The British Museum was founded in 1753, the first national public museum in the world. The British Museum collection includes artefacts from across the world. They represent the people and places of the past two million years. Important artefacts include: the rosetta stone and the Parthenon sculptures.
The origins of the British Museum lie in the will of the physician, naturalist and collector, Sir Hans Sloane (1660–1753).
Over his lifetime, Sloane collected more than 71,000 objects which he wanted to be preserved intact after his death. So he bequeathed the whole collection to King George II for the nation in return for a payment of £20,000 to his heirs.
The gift was accepted and on 7 June 1753, an Act of Parliament established the British Museum.
The founding collections largely consisted of books, manuscripts and natural specimens with some antiquities (including coins and medals, prints and drawings) and ethnographic material. In 1757 King George II donated the 'Old Royal Library' of the sovereigns of England and with it the privilege of copyright receipt.

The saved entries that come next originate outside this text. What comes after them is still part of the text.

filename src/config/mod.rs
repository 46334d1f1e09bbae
#[cfg(feature = "cli")]
pub mod cli;
pub mod toml_config;

#[cfg(feature = "cli")]
pub use cli::CliConfig;
pub use toml_config::TomlConfig;
use crate::adapters::{csv_bundle, embedded, workbook};
use crate::core::cache::{SourceKey, TableCache};
use crate::domain::model::{
    Cell, DataTables, Period, PeriodRecord, PointRecord, RawTable, RawWorkbook, ShareRecord,
    TimeSeriesRow, TimeSeriesTable,
};
use crate::domain::ports::DataSource;
use crate::domain::schema::TableSchema;
use crate::utils::error::{DashboardError, LoadCause, Result};
use std::collections::HashSet;
use std::path::Path;

/// Loads the five dashboard tables and caches them per source identity.
#[derive(Debug, Default)]
pub struct TabularDataProvider {
    schema: TableSchema,
    cache: TableCache,
}

impl TabularDataProvider {
    pub fn new(schema: TableSchema) -> Self {
        Self {
            schema,
            cache: TableCache::new(),
        }
    }

    pub fn schema(&self) -> &TableSchema {
        &self.schema
    }

    pub fn cache(&self) -> &TableCache {
        &self.cache
    }

    pub fn load(&mut self, source: &DataSource) -> Result<DataTables> {
        let key = SourceKey::for_source(source)?;
        if let Some(tables) = self.cache.get(&key) {
            tracing::debug!("Cache hit for {}", source.display_name());
            return Ok(tables.clone());
        }

        tracing::debug!("Cache miss for {}, reading source", source.display_name());
        let raw = read_source(source, &self.schema)?;
        let tables = bind_tables(&raw, &self.schema)?;

        for (kind, rows) in tables.row_counts() {
            tracing::debug!("Loaded {} table: {} rows", kind, rows);
        }

        self.cache.insert(key, tables.clone());
        Ok(tables)
    }

    pub fn invalidate(&mut self, source: &DataSource) -> bool {
        self.cache.invalidate(source)
    }

    pub fn clear_cache(&mut self) {
        self.cache.clear();
    }
}

/// Read a source into raw tables, choosing the reader from the path or upload name.
pub fn read_source(source: &DataSource, schema: &TableSchema) -> Result<RawWorkbook> {
    match source {
        DataSource::Embedded => Ok(embedded::embedded_workbook(schema)),
        DataSource::Path(path) if path.is_dir() => csv_bundle::read_csv_directory(path),
        DataSource::Path(path) => {
            let name = path.display().to_string();
            match extension_of(path).as_deref() {
                Some("zip") => csv_bundle::read_csv_zip_path(path),
                Some(ext) if workbook::WORKBOOK_EXTENSIONS.contains(&ext) => {
                    workbook::read_workbook_path(path)
                }
                other => Err(unsupported(&name, other)),
            }
        }
        DataSource::Upload { name, bytes } => match extension_of(Path::new(name)).as_deref() {
            Some("zip") => csv_bundle::read_csv_zip_bytes(name, bytes),
            Some(ext) if workbook::WORKBOOK_EXTENSIONS.contains(&ext) => {
                workbook::read_workbook_bytes(name, bytes)
            }
            other => Err(unsupported(name, other)),
        },
    }
}

fn extension_of(path: &Path) -> Option<String> {
    path.extension()
        .and_then(|ext| ext.to_str())
        .map(|ext| ext.to_ascii_lowercase())
}

fn unsupported(name: &str, extension: Option<&str>) -> DashboardError {
    DashboardError::load(
        name,
        LoadCause::UnsupportedFormat(match extension {
            Some(ext) => format!("'.{}' files are not supported", ext),
            None => "file has no extension".to_string(),
        }),
    )
}

/// Check that every required table is present, then bind each one to typed rows.
pub fn bind_tables(raw: &RawWorkbook, schema: &TableSchema) -> Result<DataTables> {
    let missing: Vec<String> = schema
        .required_tables()
        .into_iter()
        .filter(|name| raw.table(name).is_none())
        .map(str::to_string)
        .collect();
    if !missing.is_empty() {
        tracing::debug!("Source {} has tables: {:?}", raw.source_name, raw.table_names());
        return Err(DashboardError::MissingTableError { missing });
    }

    let table = |name: &str| {
        raw.table(name)
            .map(|table| TableBinder::new(&raw.source_name, table))
            .ok_or_else(|| DashboardError::MissingTableError {
                missing: vec![name.to_string()],
            })
    };

    Ok(DataTables {
        bar: table(&schema.bar_table)?.bind_periods(schema)?,
        time_series: table(&schema.time_series_table)?.bind_time_series(schema)?,
        pie: table(&schema.pie_table)?.bind_pie()?,
        scatter: table(&schema.scatter_table)?.bind_points(schema)?,
        pareto: table(&schema.pareto_table)?.bind_shares(
            &schema.pareto_category_column,
            &schema.pareto_value_column,
        )?,
    })
}

struct TableBinder<'a> {
    source_name: &'a str,
    table: &'a RawTable,
}

impl<'a> TableBinder<'a> {
    fn new(source_name: &'a str, table: &'a RawTable) -> Self {
        Self { source_name, table }
    }

    fn error(&self, message: impl Into<String>) -> DashboardError {
        DashboardError::schema(self.source_name, &self.table.name, message)
    }

    fn require_column(&self, name: &str) -> Result<usize> {
        self.table
            .column_index(name)
            .ok_or_else(|| self.error(format!("missing column '{}'", name)))
    }

    // Spreadsheet row number, counting the header as row 1.
    fn row_label(row: usize) -> usize {
        row + 2
    }

    fn number(&self, row: usize, column: usize) -> Result<f64> {
        let cell = self.table.cell(row, column);
        cell.as_number().ok_or_else(|| {
            self.error(format!(
                "row {}: expected a number in column '{}', found {}",
                Self::row_label(row),
                self.table.columns[column],
                describe(cell)
            ))
        })
    }

    fn non_negative(&self, row: usize, column: usize) -> Result<f64> {
        let value = self.number(row, column)?;
        if value < 0.0 {
            return Err(self.error(format!(
                "row {}: column '{}' must not be negative ({})",
                Self::row_label(row),
                self.table.columns[column],
                value
            )));
        }
        Ok(value)
    }

    fn optional_number(&self, row: usize, column: usize) -> Result<Option<f64>> {
        if self.table.cell(row, column).is_empty() {
            return Ok(None);
        }
        self.number(row, column).map(Some)
    }

    fn period(&self, row: usize, column: usize) -> Result<Period> {
        let cell = self.table.cell(row, column);
        cell.as_period().ok_or_else(|| {
            self.error(format!(
                "row {}: cannot read a month from {} in column '{}'",
                Self::row_label(row),
                describe(cell),
                self.table.columns[column]
            ))
        })
    }

    fn text(&self, row: usize, column: usize) -> Result<String> {
        self.table.cell(row, column).as_text().ok_or_else(|| {
            self.error(format!(
                "row {}: column '{}' is empty",
                Self::row_label(row),
                self.table.columns[column]
            ))
        })
    }

    fn bind_periods(&self, schema: &TableSchema) -> Result<Vec<PeriodRecord>> {
        if self.table.is_blank() {
            return Ok(Vec::new());
        }
        let period_col = self.require_column(&schema.bar_period_column)?;
        let total_col = self.require_column(&schema.bar_total_column)?;

        let mut seen = HashSet::new();
        let mut records = Vec::with_capacity(self.table.rows.len());
        for row in 0..self.table.rows.len() {
            let period = self.period(row, period_col)?;
            if !seen.insert(period) {
                return Err(self.error(format!("duplicate month {}", period)));
            }
            records.push(PeriodRecord {
                period,
                total: self.non_negative(row, total_col)?,
            });
        }

        records.sort_by_key(|record| record.period);
        Ok(records)
    }

    fn bind_time_series(&self, schema: &TableSchema) -> Result<TimeSeriesTable> {
        if self.table.is_blank() {
            return Ok(TimeSeriesTable::default());
        }
        let period_col = self.require_column(&schema.time_series_period_column)?;

        let mut category_cols = Vec::new();
        let mut categories: Vec<String> = Vec::new();
        for (index, name) in self.table.columns.iter().enumerate() {
            let name = name.trim();
            if index == period_col || name.is_empty() {
                continue;
            }
            if categories.iter().any(|existing| existing == name) {
                return Err(self.error(format!("duplicate category column '{}'", name)));
            }
            categories.push(name.to_string());
            category_cols.push(index);
        }

        let mut seen = HashSet::new();
        let mut rows = Vec::with_capacity(self.table.rows.len());
        for row in 0..self.table.rows.len() {
            let period = self.period(row, period_col)?;
            if !seen.insert(period) {
                return Err(self.error(format!("duplicate month {}", period)));
            }
            let values = category_cols
                .iter()
                .map(|&col| self.optional_number(row, col))
                .collect::<Result<Vec<_>>>()?;
            rows.push(TimeSeriesRow { period, values });
        }

        rows.sort_by_key(|row| row.period);
        Ok(TimeSeriesTable { categories, rows })
    }

    fn bind_pie(&self) -> Result<Vec<ShareRecord>> {
        if self.table.is_blank() {
            return Ok(Vec::new());
        }
        if self.table.columns.len() < 2 {
            return Err(self.error("expected a category column and a value column"));
        }
        self.collect_shares(0, 1)
    }

    fn bind_shares(&self, category_column: &str, value_column: &str) -> Result<Vec<ShareRecord>> {
        if self.table.is_blank() {
            return Ok(Vec::new());
        }
        let category_col = self.require_column(category_column)?;
        let value_col = self.require_column(value_column)?;
        self.collect_shares(category_col, value_col)
    }

    fn collect_shares(&self, category_col: usize, value_col: usize) -> Result<Vec<ShareRecord>> {
        let mut seen = HashSet::new();
        let mut records = Vec::with_capacity(self.table.rows.len());
        for row in 0..self.table.rows.len() {
            let category = self.text(row, category_col)?;
            if !seen.insert(category.clone()) {
                return Err(self.error(format!("duplicate category '{}'", category)));
            }
            records.push(ShareRecord {
                category,
                value: self.non_negative(row, value_col)?,
            });
        }
        Ok(records)
    }

    fn bind_points(&self, schema: &TableSchema) -> Result<Vec<PointRecord>> {
        if self.table.is_blank() {
            return Ok(Vec::new());
        }
        let x_col = self.require_column(&schema.scatter_x_column)?;
        let y_col = self.require_column(&schema.scatter_y_column)?;

        (0..self.table.rows.len())
            .map(|row| {
                Ok(PointRecord {
                    x: self.number(row, x_col)?,
                    y: self.number(row, y_col)?,
                })
            })
            .collect()
    }
}

fn describe(cell: &Cell) -> String {
    match cell {
        Cell::Empty => "an empty cell".to_string(),
        Cell::Text(text) => format!("'{}'", text),
        Cell::Number(value) => value.to_string(),
        Cell::Bool(value) => value.to_string(),
        Cell::Date(value) => value.to_string(),
    }
}
pub mod cache;
pub mod engine;
pub mod export;
pub mod pareto;
pub mod pipeline;
pub mod provider;
pub mod regression;
pub mod report;
pub mod shares;
pub mod summary;

pub use crate::domain::model::DataTables;
pub use crate::domain::ports::{ConfigProvider, DataSource, Pipeline, Storage};
pub use crate::utils::error::Result;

The British Museum opened to the public on 15 January 1759 . It was first housed in a seventeenth-century mansion, Montagu House, in Bloomsbury on the site of today's building. Entry was free and given to ‘all studious and curious Persons’.

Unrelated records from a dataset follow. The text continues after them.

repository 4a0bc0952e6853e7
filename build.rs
use vergen_gitcl::{Build, Cargo, Emitter, Gitcl};

fn main() -> Result<(), Box<dyn std::error::Error>> {
    let build = Build::builder().build_timestamp(true).build();
    let cargo = Cargo::builder().build();
    let gitcl = Gitcl::builder().branch(true).sha(true).dirty(true).build();

    Emitter::default()
        .add_instructions(&build)?
        .add_instructions(&cargo)?
        .add_instructions(&gitcl)?
        .emit()?;

    Ok(())
}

With the exception of two World Wars, the Museum has remained open ever since, gradually increasing its opening hours and moving from an attendance of 5,000 per year to today's 6 million.

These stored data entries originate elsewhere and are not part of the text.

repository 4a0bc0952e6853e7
//! Storage capability traits.
//!
//! Mirrors the browser Cache Storage surface the controller depends on:
//! open-by-name, list names, delete-by-name, and per-store get/put.

use std::sync::Arc;

use async_trait::async_trait;

use crate::Result;
use crate::types::{RequestKey, Response};

/// A namespace of named cache stores.
#[async_trait]
pub trait CacheStorage: Send + Sync {
    /// Open the store called `name`, creating it if absent.
    async fn open(&self, name: &str) -> Result<Arc<dyn CacheStore>>;

    /// Whether a store called `name` exists.
    async fn has(&self, name: &str) -> Result<bool>;

    /// Delete the store called `name` and every entry in it.
    ///
    /// Returns `false` if no such store existed.
    async fn delete(&self, name: &str) -> Result<bool>;

    /// Names of all stores, in creation order.
    async fn keys(&self) -> Result<Vec<String>>;
}

/// One named map from request key to response snapshot.
#[async_trait]
pub trait CacheStore: Send + Sync {
    fn name(&self) -> &str;

    /// Look up a stored response. A miss is `Ok(None)`, not an error.
    async fn get(&self, key: &RequestKey) -> Result<Option<Response>>;

    /// Store `response` under `key`, replacing any previous entry.
    ///
    /// Fails with `NotStorable` for non-GET keys, partial content and
    /// `Vary: *` responses.
    async fn put(&self, key: RequestKey, response: Response) -> Result<()>;

    /// Remove one entry. Returns `false` if it was absent.
    async fn delete(&self, key: &RequestKey) -> Result<bool>;

    /// Keys of all stored entries. Order is not guaranteed.
    async fn keys(&self) -> Result<Vec<RequestKey>>;
}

In the early part of the nineteenth century there were a number of high profile acquisitions. These included the Rosetta Stone (1802), theTownley collection of classical sculpture (1805), and the Parthenon sculptures (1816).
In 1823 the gift to the nation by George IV of his father's library (the King's Library) prompted the construction of today's quadrangular building designed by Sir Robert Smirke (1780–1867).
By 1857, both the quadrangular building and the round Reading Roomhad been constructed.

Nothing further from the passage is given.